Task to carry out.
Could you set down exactly the lines of the data below, starting at the one that holds "complete: dequeue +" and ending at the one that holds "assert_eq!(percentile(&sample, 99.0), us(99));", both included, and only those?

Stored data

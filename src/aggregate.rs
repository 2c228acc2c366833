//! Reduction of raw per-call outcomes into a per-level result.
//!
//! Raw samples are kept until the level ends and summarized once, so
//! different views (latency, queue wait, timeout layers) derive from the
//! same data without loss. Percentile selection is the fixed nearest-rank
//! rule with no interpolation, so results reproduce exactly across runs and
//! platforms.

use std::time::Duration;

use serde::{Deserialize, Serialize};

use crate::client::{Outcome, TimeoutLayer};
use crate::queue::ResourceSnapshot;
use crate::slo::{Slo, SloVerdict};

/// Nearest-rank percentile over an ascending sample:
/// `s[clamp(⌈p·n/100⌉ − 1, 0, n−1)]`, and zero for an empty sample.
pub fn percentile(sorted: &[Duration], p: f64) -> Duration {
    if sorted.is_empty() {
        return Duration::ZERO;
    }
    let n = sorted.len();
    let rank = ((p * n as f64) / 100.0).ceil() as usize;
    sorted[rank.saturating_sub(1).min(n - 1)]
}

/// Percentile summary of one sample set.
#[derive(Debug, Clone, Copy, Default, PartialEq, Serialize, Deserialize)]
pub struct LatencyDistribution {
    pub min: Duration,
    pub p50: Duration,
    pub p90: Duration,
    pub p95: Duration,
    pub p99: Duration,
    pub max: Duration,
    pub mean: Duration,
    pub stddev: Duration,
}

impl LatencyDistribution {
    pub fn from_samples(mut samples: Vec<Duration>) -> Self {
        if samples.is_empty() {
            return Self::default();
        }
        samples.sort_unstable();
        let n = samples.len() as f64;
        let mean = samples.iter().map(Duration::as_secs_f64).sum::<f64>() / n;
        let variance = samples
            .iter()
            .map(|d| (d.as_secs_f64() - mean).powi(2))
            .sum::<f64>()
            / n;
        Self {
            min: samples[0],
            p50: percentile(&samples, 50.0),
            p90: percentile(&samples, 90.0),
            p95: percentile(&samples, 95.0),
            p99: percentile(&samples, 99.0),
            max: samples[samples.len() - 1],
            mean: Duration::from_secs_f64(mean),
            stddev: Duration::from_secs_f64(variance.sqrt()),
        }
    }
}

/// Everything observed while holding one concurrency level.
#[derive(Debug, Clone, PartialEq, Serialize, Deserialize)]
pub struct ConcurrencyTestResult {
    pub concurrency: usize,
    pub duration: Duration,
    pub total_requests: u64,
    pub success_count: u64,
    pub timeout_count: u64,
    pub error_count: u64,
    pub success_rate: f64,
    /// Successful requests per second over the level's wall clock.
    pub throughput: f64,
    pub latency: LatencyDistribution,
    /// Queue residency over successful requests with complete timelines.
    pub queue_wait: LatencyDistribution,
    pub resources: ResourceSnapshot,
    pub http2_layer_timeouts: u64,
    pub server_layer_timeouts: u64,
    pub client_cancellations: u64,
    pub verdict: SloVerdict,
}

/// Reduce one level's outcomes and score them against the SLO.
///
/// Pure: the same inputs produce an identical result. Client-side
/// cancellations count into the timeout total under the client-cancelled
/// tag, so `success + timeout + error == total` always holds.
pub fn evaluate_level(
    concurrency: usize,
    duration: Duration,
    outcomes: &[Outcome],
    resources: ResourceSnapshot,
    slo: &Slo,
) -> ConcurrencyTestResult {
    let mut success_count = 0u64;
    let mut timeout_count = 0u64;
    let mut error_count = 0u64;
    let mut http2_layer = 0u64;
    let mut server_layer = 0u64;
    let mut client_cancelled = 0u64;
    let mut latencies = Vec::new();
    let mut queue_waits = Vec::new();

    for outcome in outcomes {
        match outcome {
            Outcome::Success {
                latency, timeline, ..
            } => {
                success_count += 1;
                latencies.push(*latency);
                if let Some(wait) = timeline.queue_wait() {
                    queue_waits.push(wait);
                }
            }
            Outcome::Timeout { layer } => {
                timeout_count += 1;
                match layer {
                    TimeoutLayer::Http2ConnectionLayer => http2_layer += 1,
                    TimeoutLayer::ServerQueueWait | TimeoutLayer::ServerProcessing => {
                        server_layer += 1;
                    }
                    TimeoutLayer::ClientCancelled => client_cancelled += 1,
                }
            }
            Outcome::Cancelled => {
                timeout_count += 1;
                client_cancelled += 1;
            }
            Outcome::TransportError { .. } => error_count += 1,
        }
    }

    let total = success_count + timeout_count + error_count;
    let success_rate = if total > 0 {
        success_count as f64 / total as f64
    } else {
        0.0
    };
    let throughput = if duration > Duration::ZERO {
        success_count as f64 / duration.as_secs_f64()
    } else {
        0.0
    };
    let latency = LatencyDistribution::from_samples(latencies);
    let verdict = slo.evaluate(success_rate, latency.p99);

    ConcurrencyTestResult {
        concurrency,
        duration,
        total_requests: total,
        success_count,
        timeout_count,
        error_count,
        success_rate,
        throughput,
        latency,
        queue_wait: LatencyDistribution::from_samples(queue_waits),
        resources,
        http2_layer_timeouts: http2_layer,
        server_layer_timeouts: server_layer,
        client_cancellations: client_cancelled,
        verdict,
    }
}

#[cfg(test)]
mod tests {
    use super::*;
    use crate::queue::Timeline;
    use proptest::prelude::*;

    fn us(v: u64) -> Duration {
        Duration::from_micros(v)
    }

    fn success(latency_us: u64, enqueue: i64, dequeue: i64) -> Outcome {
        Outcome::Success {
            latency: us(latency_us),
            timeline: Timeline {
                arrival: 1,
                enqueue,
                dequeue,
                complete: dequeue + 10,
            },
            queue_depth_at_enqueue: 0,
        }
    }

    fn slo() -> Slo {
        Slo::builder().build()
    }

    #[test]
    fn percentile_uses_nearest_rank_exactly() {
        let sample: Vec<Duration> = (1..=100).map(us).collect();
        assert_eq!(percentile(&sample, 50.0), us(50));
        assert_eq!(percentile(&sample, 90.0), us(90));
        assert_eq!(percentile(&sample, 99.0), us(99));
        assert_eq!(percentile(&sample, 100.0), us(100));
        assert_eq!(percentile(&sample, 0.0), us(1));

        let ten: Vec<Duration> = (1..=10).map(us).collect();
        // ⌈99·10/100⌉ − 1 = 9 and ⌈90·10/100⌉ − 1 = 8
        assert_eq!(percentile(&ten, 99.0), us(10));
        assert_eq!(percentile(&ten, 90.0), us(9));
    }

    #[test]
    fn empty_sample_yields_zeroes() {
        assert_eq!(percentile(&[], 99.0), Duration::ZERO);
        let d = LatencyDistribution::from_samples(vec![]);
        assert_eq!(d, LatencyDistribution::default());
    }

    #[test]
    fn single_sample_pins_every_percentile() {
        let d = LatencyDistribution::from_samples(vec![us(123)]);
        assert_eq!(d.min, us(123));
        assert_eq!(d.p50, us(123));
        assert_eq!(d.p99, us(123));
        assert_eq!(d.max, us(123));
        assert_eq!(d.mean, us(123));
        assert_eq!(d.stddev, Duration::ZERO);
    }

    #[test]
    fn counts_partition_the_total() {
        let outcomes = vec![
            success(100, 2, 5),
            success(200, 2, 5),
            Outcome::Timeout {
                layer: TimeoutLayer::Http2ConnectionLayer,
            },
            Outcome::Timeout {
                layer: TimeoutLayer::ServerQueueWait,
            },
            Outcome::TransportError {
                message: "boom".into(),
            },
            Outcome::Cancelled,
        ];
        let r = evaluate_level(4, Duration::from_secs(1), &outcomes, ResourceSnapshot::default(), &slo());
        assert_eq!(r.total_requests, 6);
        assert_eq!(r.success_count, 2);
        assert_eq!(r.timeout_count, 3);
        assert_eq!(r.error_count, 1);
        assert_eq!(
            r.success_count + r.timeout_count + r.error_count,
            r.total_requests
        );
        assert_eq!(r.http2_layer_timeouts, 1);
        assert_eq!(r.server_layer_timeouts, 1);
        assert_eq!(r.client_cancellations, 1);
        assert!((r.success_rate - 2.0 / 6.0).abs() < 1e-9);
        assert!((r.throughput - 2.0).abs() < 1e-9);
    }

    #[test]
    fn queue_wait_skips_incomplete_timelines() {
        let outcomes = vec![
            success(100, 2, 7),
            // dequeue never stamped: excluded from the wait distribution
            success(100, 2, 0),
        ];
        let r = evaluate_level(2, Duration::from_secs(1), &outcomes, ResourceSnapshot::default(), &slo());
        assert_eq!(r.success_count, 2);
        assert_eq!(r.queue_wait.max, us(5));
        assert_eq!(r.queue_wait.min, us(5));
    }

    #[test]
    fn no_outcomes_yields_a_zeroed_result() {
        let r = evaluate_level(8, Duration::from_secs(1), &[], ResourceSnapshot::default(), &slo());
        assert_eq!(r.total_requests, 0);
        assert_eq!(r.success_rate, 0.0);
        assert_eq!(r.throughput, 0.0);
        assert_eq!(r.latency, LatencyDistribution::default());
    }

    #[test]
    fn zero_duration_yields_zero_throughput() {
        let r = evaluate_level(1, Duration::ZERO, &[success(10, 2, 5)], ResourceSnapshot::default(), &slo());
        assert_eq!(r.throughput, 0.0);
    }

    #[test]
    fn evaluation_is_pure() {
        let outcomes = vec![success(100, 2, 5), Outcome::Cancelled];
        let a = evaluate_level(2, Duration::from_secs(2), &outcomes, ResourceSnapshot::default(), &slo());
        let b = evaluate_level(2, Duration::from_secs(2), &outcomes, ResourceSnapshot::default(), &slo());
        assert_eq!(a, b);
    }

    proptest! {
        // The computed index always lands inside the sample.
        #[test]
        fn percentile_never_leaves_the_sample(
            mut raw in proptest::collection::vec(0u64..1_000_000, 1..200),
            p in 0.0f64..=100.0,
        ) {
            raw.sort_unstable();
            let sample: Vec<Duration> = raw.iter().copied().map(Duration::from_micros).collect();
            let v = percentile(&sample, p);
            prop_assert!(v >= sample[0] && v <= sample[sample.len() - 1]);
        }
    }
}
//! Service-level objective: a success-rate floor paired with a P99 ceiling.

use std::time::Duration;

use serde::{Deserialize, Serialize};
use typed_builder::TypedBuilder;

#[derive(Debug, Clone, Copy, PartialEq, Serialize, Deserialize, TypedBuilder)]
pub struct Slo {
    /// Minimum acceptable fraction of successful requests, in (0, 1].
    #[builder(default = 0.999)]
    pub min_success_rate: f64,
    /// Maximum acceptable P99 latency.
    #[builder(default = Duration::from_millis(200))]
    pub p99_ceiling: Duration,
}

/// Outcome of applying both predicates to one level. Empty `violations`
/// means a pass.
#[derive(Debug, Clone, Default, PartialEq, Eq, Serialize, Deserialize)]
pub struct SloVerdict {
    pub passed: bool,
    pub violations: Vec<String>,
}

impl Slo {
    /// Pure and deterministic; no side effects.
    pub fn evaluate(&self, success_rate: f64, p99: Duration) -> SloVerdict {
        let mut violations = Vec::new();
        if success_rate < self.min_success_rate {
            violations.push(format!(
                "success rate {:.4} below floor {:.4}",
                success_rate, self.min_success_rate
            ));
        }
        if p99 > self.p99_ceiling {
            violations.push(format!(
                "P99 {:.1}ms above ceiling {:.1}ms",
                p99.as_secs_f64() * 1e3,
                self.p99_ceiling.as_secs_f64() * 1e3
            ));
        }
        SloVerdict {
            passed: violations.is_empty(),
            violations,
        }
    }
}

#[cfg(test)]
mod tests {
    use super::*;
    use proptest::prelude::*;

    fn slo(rate: f64, p99_ms: u64) -> Slo {
        Slo::builder()
            .min_success_rate(rate)
            .p99_ceiling(Duration::from_millis(p99_ms))
            .build()
    }

    #[test]
    fn both_predicates_within_bounds_pass() {
        let verdict = slo(0.999, 200).evaluate(1.0, Duration::from_millis(40));
        assert!(verdict.passed);
        assert!(verdict.violations.is_empty());
    }

    #[test]
    fn each_failed_predicate_is_named() {
        let verdict = slo(0.999, 200).evaluate(0.9, Duration::from_millis(500));
        assert!(!verdict.passed);
        assert_eq!(verdict.violations.len(), 2);
        assert!(verdict.violations[0].contains("success rate"));
        assert!(verdict.violations[1].contains("P99"));
    }

    #[test]
    fn boundary_values_pass() {
        // floor and ceiling are inclusive
        let verdict = slo(0.999, 200).evaluate(0.999, Duration::from_millis(200));
        assert!(verdict.passed);
    }

    proptest! {
        // Loosening either threshold can never turn a pass into a fail.
        #[test]
        fn evaluation_is_monotone_in_thresholds(
            rate in 0.0f64..=1.0,
            p99_ms in 0u64..1_000,
            floor in 0.001f64..=1.0,
            ceiling_ms in 1u64..1_000,
            slack in 0.0f64..=0.5,
            extra_ms in 0u64..500,
        ) {
            let p99 = Duration::from_millis(p99_ms);
            let strict = slo(floor, ceiling_ms).evaluate(rate, p99);
            let loose = slo((floor - slack).max(0.0), ceiling_ms + extra_ms)
                .evaluate(rate, p99);
            prop_assert!(!strict.passed || loose.passed);
        }
    }
}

Task result.
                complete: dequeue + 10,
            },
            queue_depth_at_enqueue: 0,
        }
    }

    fn slo() -> Slo {
        Slo::builder().build()
    }

    #[test]
    fn percentile_uses_nearest_rank_exactly() {
        let sample: Vec<Duration> = (1..=100).map(us).collect();
        assert_eq!(percentile(&sample, 50.0), us(50));
        assert_eq!(percentile(&sample, 90.0), us(90));
        assert_eq!(percentile(&sample, 99.0), us(99));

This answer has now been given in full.